Raw data:
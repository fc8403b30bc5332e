use async_trait::async_trait;
use base64::engine::general_purpose::STANDARD;
use base64::Engine;
use reqwest::header::{ACCEPT, AUTHORIZATION};
use tracing::{debug, instrument};

use crate::app::ports::{ArtistSearchPort, CredentialPort};
use crate::config::ProviderConfig;
use crate::constants::{GRANT_TYPE, SEARCH_LIMIT, SEARCH_TYPE};
use crate::domain::{AccessCredential, ArtistSearchResponse, TokenResponse};
use crate::error::{ClientError, ConfigError, Result};

/// reqwest-backed client for the music catalog provider: token exchange and artist search.
pub struct MusicApiClient {
    client: reqwest::Client,
    token_url: String,
    search_url: String,
    client_id: String,
    client_secret: String,
}

impl MusicApiClient {
    pub fn new(settings: &ProviderConfig) -> Result<Self, ConfigError> {
        let (client_id, client_secret) = settings.credentials()?;

        let mut builder = reqwest::Client::builder();
        if let Some(timeout) = settings.timeout() {
            builder = builder.timeout(timeout);
        }
        let client = builder
            .build()
            .map_err(|e| ConfigError::Invalid(format!("HTTP client: {}", e)))?;

        Ok(Self {
            client,
            token_url: settings.token_url.clone(),
            search_url: settings.search_url.clone(),
            client_id: client_id.to_string(),
            client_secret: client_secret.to_string(),
        })
    }

    /// `Basic base64(id:secret)`
    pub fn basic_authorization(&self) -> String {
        let raw = format!("{}:{}", self.client_id, self.client_secret);
        format!("Basic {}", STANDARD.encode(raw))
    }

    /// Search URL with the artist percent-encoded component-style (spaces as `%20`).
    pub fn search_url_for(&self, artist: &str) -> String {
        let separator = if self.search_url.contains('?') { '&' } else { '?' };
        format!(
            "{}{}q={}&type={}&limit={}",
            self.search_url,
            separator,
            urlencoding::encode(artist),
            SEARCH_TYPE,
            SEARCH_LIMIT
        )
    }
}

/// Read the body and turn non-2xx answers into `ClientError::Status`.
async fn success_body(resp: reqwest::Response) -> Result<String> {
    let status = resp.status();
    let body = resp.text().await?;
    if !status.is_success() {
        return Err(ClientError::Status {
            status: status.as_u16(),
            body,
        });
    }
    Ok(body)
}

#[async_trait]
impl CredentialPort for MusicApiClient {
    #[instrument(skip(self))]
    async fn acquire_token(&self) -> Result<AccessCredential> {
        let resp = self
            .client
            .post(&self.token_url)
            .header(AUTHORIZATION, self.basic_authorization())
            .form(&[("grant_type", GRANT_TYPE)])
            .send()
            .await?;
        let body = success_body(resp).await?;

        let token: TokenResponse = serde_json::from_str(&body)?;
        let access_token = token
            .access_token
            .filter(|t| !t.is_empty())
            .ok_or_else(|| ClientError::MissingField("access_token".to_string()))?;

        debug!(
            "Token acquired (type={:?}, expires_in={:?})",
            token.token_type, token.expires_in
        );
        Ok(AccessCredential::new(access_token))
    }
}

#[async_trait]
impl ArtistSearchPort for MusicApiClient {
    #[instrument(skip(self, credential))]
    async fn search_artist(
        &self,
        credential: &AccessCredential,
        artist: &str,
    ) -> Result<ArtistSearchResponse> {
        let resp = self
            .client
            .get(self.search_url_for(artist))
            .header(AUTHORIZATION, credential.bearer())
            .header(ACCEPT, "application/json")
            .send()
            .await?;
        let body = success_body(resp).await?;
        Ok(serde_json::from_str(&body)?)
    }
}
use async_trait::async_trait;

use crate::domain::{AccessCredential, ArtistSearchResponse, RecordKey};
use crate::error::Result;

/// Client-credential exchange with the music catalog provider.
#[async_trait]
pub trait CredentialPort: Send + Sync {
    async fn acquire_token(&self) -> Result<AccessCredential>;
}

/// Artist search against the music catalog provider.
#[async_trait]
pub trait ArtistSearchPort: Send + Sync {
    async fn search_artist(
        &self,
        credential: &AccessCredential,
        artist: &str,
    ) -> Result<ArtistSearchResponse>;
}

/// Partial update of a record in the document store.
#[async_trait]
pub trait CatalogStorePort: Send + Sync {
    /// Set only the cover field of the record identified by `key`.
    async fn update_cover(&self, key: &RecordKey, url: &str) -> Result<()>;
}
use anyhow::Context;
use clap::{Parser, Subcommand};
use std::path::PathBuf;
use std::sync::Arc;
use tracing::{error, info};

use cover_enricher::app::EnrichOutcome;
use cover_enricher::config::{Config, StoreBackend};
use cover_enricher::constants::DEFAULT_CONFIG_PATH;
use cover_enricher::domain::{CatalogRecord, RecordKey};
use cover_enricher::infra::{self, InMemoryCatalogStore};
use cover_enricher::{logging, observability, server};

#[derive(Parser)]
#[command(name = "cover_enricher")]
#[command(about = "Adds artist cover images to newly created song records")]
#[command(version)]
struct Cli {
    /// Path to the TOML configuration file
    #[arg(long, global = true, default_value = DEFAULT_CONFIG_PATH)]
    config: PathBuf,

    #[command(subcommand)]
    command: Commands,
}

#[derive(Subcommand)]
enum Commands {
    /// Receive record-created notifications over HTTP
    Serve {
        /// Port to listen on (overrides config and PORT)
        #[arg(long)]
        port: Option<u16>,
    },
    /// Enrich one record against the configured store
    Enrich {
        /// Record key inside the songs collection
        #[arg(long)]
        key: String,
        /// Artist name from the record
        #[arg(long)]
        artist: String,
    },
    /// Look up the cover for an artist without writing anything
    Lookup {
        #[arg(long)]
        artist: String,
    },
}

#[tokio::main]
async fn main() -> anyhow::Result<()> {
    logging::init_logging();

    let cli = Cli::parse();
    let config = Config::load(&cli.config)
        .with_context(|| format!("loading configuration from {}", cli.config.display()))?;

    match cli.command {
        Commands::Serve { port } => {
            observability::init_metrics();
            let store = infra::catalog_store_from_config(&config)?;
            let use_case = Arc::new(infra::enrich_use_case(&config, store)?);
            let port = port.unwrap_or(config.server.port);

            if let Err(e) = server::start_server(use_case, port).await {
                error!("Server failed: {}", e);
                anyhow::bail!("server stopped: {}", e);
            }
        }
        Commands::Enrich { key, artist } => {
            let key = RecordKey::new(key);
            let record = CatalogRecord::with_artist(artist);

            let outcome = if config.store.backend == StoreBackend::Memory {
                let memory = Arc::new(InMemoryCatalogStore::new());
                memory.insert(key.clone(), record.clone()).await;
                let use_case = infra::enrich_use_case(&config, memory.clone())?;
                let outcome = use_case.handle_created(&key, &record).await;
                if let Some(stored) = memory.get(&key).await {
                    println!("{}", serde_json::to_string_pretty(&stored)?);
                }
                outcome
            } else {
                let store = infra::catalog_store_from_config(&config)?;
                let use_case = infra::enrich_use_case(&config, store)?;
                use_case.handle_created(&key, &record).await
            };

            println!("{}", serde_json::to_string_pretty(&outcome)?);
            if let EnrichOutcome::Skipped { reason, .. } = &outcome {
                info!("Record {} left unchanged ({})", key, reason);
            }
        }
        Commands::Lookup { artist } => {
            let store = Arc::new(InMemoryCatalogStore::new());
            let use_case = infra::enrich_use_case(&config, store)?;
            match use_case.lookup_cover(&artist).await {
                Ok(cover) => println!("{}", serde_json::to_string_pretty(&cover)?),
                Err(e) => {
                    error!(artist = %artist, "Lookup failed: {}", e);
                    println!("No cover found for {}: {}", artist, e);
                }
            }
        }
    }
    Ok(())
}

Work instruction:
Each of the records above is to be reproduced word for word.

Result for this task:
repository fc8403b30bc5332e
use async_trait::async_trait;
use base64::engine::general_purpose::STANDARD;
use base64::Engine;
use reqwest::header::{ACCEPT, AUTHORIZATION};
use tracing::{debug, instrument};

use crate::app::ports::{ArtistSearchPort, CredentialPort};
use crate::config::ProviderConfig;
use crate::constants::{GRANT_TYPE, SEARCH_LIMIT, SEARCH_TYPE};
use crate::domain::{AccessCredential, ArtistSearchResponse, TokenResponse};
use crate::error::{ClientError, ConfigError, Result};

/// reqwest-backed client for the music catalog provider: token exchange and artist search.
pub struct MusicApiClient {
    client: reqwest::Client,
    token_url: String,
    search_url: String,
    client_id: String,
    client_secret: String,
}

impl MusicApiClient {
    pub fn new(settings: &ProviderConfig) -> Result<Self, ConfigError> {
        let (client_id, client_secret) = settings.credentials()?;

        let mut builder = reqwest::Client::builder();
        if let Some(timeout) = settings.timeout() {
            builder = builder.timeout(timeout);
        }
        let client = builder
            .build()
            .map_err(|e| ConfigError::Invalid(format!("HTTP client: {}", e)))?;

        Ok(Self {
            client,
            token_url: settings.token_url.clone(),
            search_url: settings.search_url.clone(),
            client_id: client_id.to_string(),
            client_secret: client_secret.to_string(),
        })
    }

    /// `Basic base64(id:secret)`
    pub fn basic_authorization(&self) -> String {
        let raw = format!("{}:{}", self.client_id, self.client_secret);
        format!("Basic {}", STANDARD.encode(raw))
    }

    /// Search URL with the artist percent-encoded component-style (spaces as `%20`).
    pub fn search_url_for(&self, artist: &str) -> String {
        let separator = if self.search_url.contains('?') { '&' } else { '?' };
        format!(
            "{}{}q={}&type={}&limit={}",
            self.search_url,
            separator,
            urlencoding::encode(artist),
            SEARCH_TYPE,
            SEARCH_LIMIT
        )
    }
}

/// Read the body and turn non-2xx answers into `ClientError::Status`.
async fn success_body(resp: reqwest::Response) -> Result<String> {
    let status = resp.status();
    let body = resp.text().await?;
    if !status.is_success() {
        return Err(ClientError::Status {
            status: status.as_u16(),
            body,
        });
    }
    Ok(body)
}

#[async_trait]
impl CredentialPort for MusicApiClient {
    #[instrument(skip(self))]
    async fn acquire_token(&self) -> Result<AccessCredential> {
        let resp = self
            .client
            .post(&self.token_url)
            .header(AUTHORIZATION, self.basic_authorization())
            .form(&[("grant_type", GRANT_TYPE)])
            .send()
            .await?;
        let body = success_body(resp).await?;

        let token: TokenResponse = serde_json::from_str(&body)?;
        let access_token = token
            .access_token
            .filter(|t| !t.is_empty())
            .ok_or_else(|| ClientError::MissingField("access_token".to_string()))?;

        debug!(
            "Token acquired (type={:?}, expires_in={:?})",
            token.token_type, token.expires_in
        );
        Ok(AccessCredential::new(access_token))
    }
}

#[async_trait]
impl ArtistSearchPort for MusicApiClient {
    #[instrument(skip(self, credential))]
    async fn search_artist(
        &self,
        credential: &AccessCredential,
        artist: &str,
    ) -> Result<ArtistSearchResponse> {
        let resp = self
            .client
            .get(self.search_url_for(artist))
            .header(AUTHORIZATION, credential.bearer())
            .header(ACCEPT, "application/json")
            .send()
            .await?;
        let body = success_body(resp).await?;
        Ok(serde_json::from_str(&body)?)
    }
}
use async_trait::async_trait;

use crate::domain::{AccessCredential, ArtistSearchResponse, RecordKey};
use crate::error::Result;

/// Client-credential exchange with the music catalog provider.
#[async_trait]
pub trait CredentialPort: Send + Sync {
    async fn acquire_token(&self) -> Result<AccessCredential>;
}

/// Artist search against the music catalog provider.
#[async_trait]
pub trait ArtistSearchPort: Send + Sync {
    async fn search_artist(
        &self,
        credential: &AccessCredential,
        artist: &str,
    ) -> Result<ArtistSearchResponse>;
}

/// Partial update of a record in the document store.
#[async_trait]
pub trait CatalogStorePort: Send + Sync {
    /// Set only the cover field of the record identified by `key`.
    async fn update_cover(&self, key: &RecordKey, url: &str) -> Result<()>;
}
use anyhow::Context;
use clap::{Parser, Subcommand};
use std::path::PathBuf;
use std::sync::Arc;
use tracing::{error, info};

use cover_enricher::app::EnrichOutcome;
use cover_enricher::config::{Config, StoreBackend};
use cover_enricher::constants::DEFAULT_CONFIG_PATH;
use cover_enricher::domain::{CatalogRecord, RecordKey};
use cover_enricher::infra::{self, InMemoryCatalogStore};
use cover_enricher::{logging, observability, server};

#[derive(Parser)]
#[command(name = "cover_enricher")]
#[command(about = "Adds artist cover images to newly created song records")]
#[command(version)]
struct Cli {
    /// Path to the TOML configuration file
    #[arg(long, global = true, default_value = DEFAULT_CONFIG_PATH)]
    config: PathBuf,

    #[command(subcommand)]
    command: Commands,
}

#[derive(Subcommand)]
enum Commands {
    /// Receive record-created notifications over HTTP
    Serve {
        /// Port to listen on (overrides config and PORT)
        #[arg(long)]
        port: Option<u16>,
    },
    /// Enrich one record against the configured store
    Enrich {
        /// Record key inside the songs collection
        #[arg(long)]
        key: String,
        /// Artist name from the record
        #[arg(long)]
        artist: String,
    },
    /// Look up the cover for an artist without writing anything
    Lookup {
        #[arg(long)]
        artist: String,
    },
}

#[tokio::main]
async fn main() -> anyhow::Result<()> {
    logging::init_logging();

    let cli = Cli::parse();
    let config = Config::load(&cli.config)
        .with_context(|| format!("loading configuration from {}", cli.config.display()))?;

    match cli.command {
        Commands::Serve { port } => {
            observability::init_metrics();
            let store = infra::catalog_store_from_config(&config)?;
            let use_case = Arc::new(infra::enrich_use_case(&config, store)?);
            let port = port.unwrap_or(config.server.port);

            if let Err(e) = server::start_server(use_case, port).await {
                error!("Server failed: {}", e);
                anyhow::bail!("server stopped: {}", e);
            }
        }
        Commands::Enrich { key, artist } => {
            let key = RecordKey::new(key);
            let record = CatalogRecord::with_artist(artist);

            let outcome = if config.store.backend == StoreBackend::Memory {
                let memory = Arc::new(InMemoryCatalogStore::new());
                memory.insert(key.clone(), record.clone()).await;
                let use_case = infra::enrich_use_case(&config, memory.clone())?;
                let outcome = use_case.handle_created(&key, &record).await;
                if let Some(stored) = memory.get(&key).await {
                    println!("{}", serde_json::to_string_pretty(&stored)?);
                }
                outcome
            } else {
                let store = infra::catalog_store_from_config(&config)?;
                let use_case = infra::enrich_use_case(&config, store)?;
                use_case.handle_created(&key, &record).await
            };

            println!("{}", serde_json::to_string_pretty(&outcome)?);
            if let EnrichOutcome::Skipped { reason, .. } = &outcome {
                info!("Record {} left unchanged ({})", key, reason);
            }
        }
        Commands::Lookup { artist } => {
            let store = Arc::new(InMemoryCatalogStore::new());
            let use_case = infra::enrich_use_case(&config, store)?;
            match use_case.lookup_cover(&artist).await {
                Ok(cover) => println!("{}", serde_json::to_string_pretty(&cover)?),
                Err(e) => {
                    error!(artist = %artist, "Lookup failed: {}", e);
                    println!("No cover found for {}: {}", artist, e);
                }
            }
        }
    }
    Ok(())
}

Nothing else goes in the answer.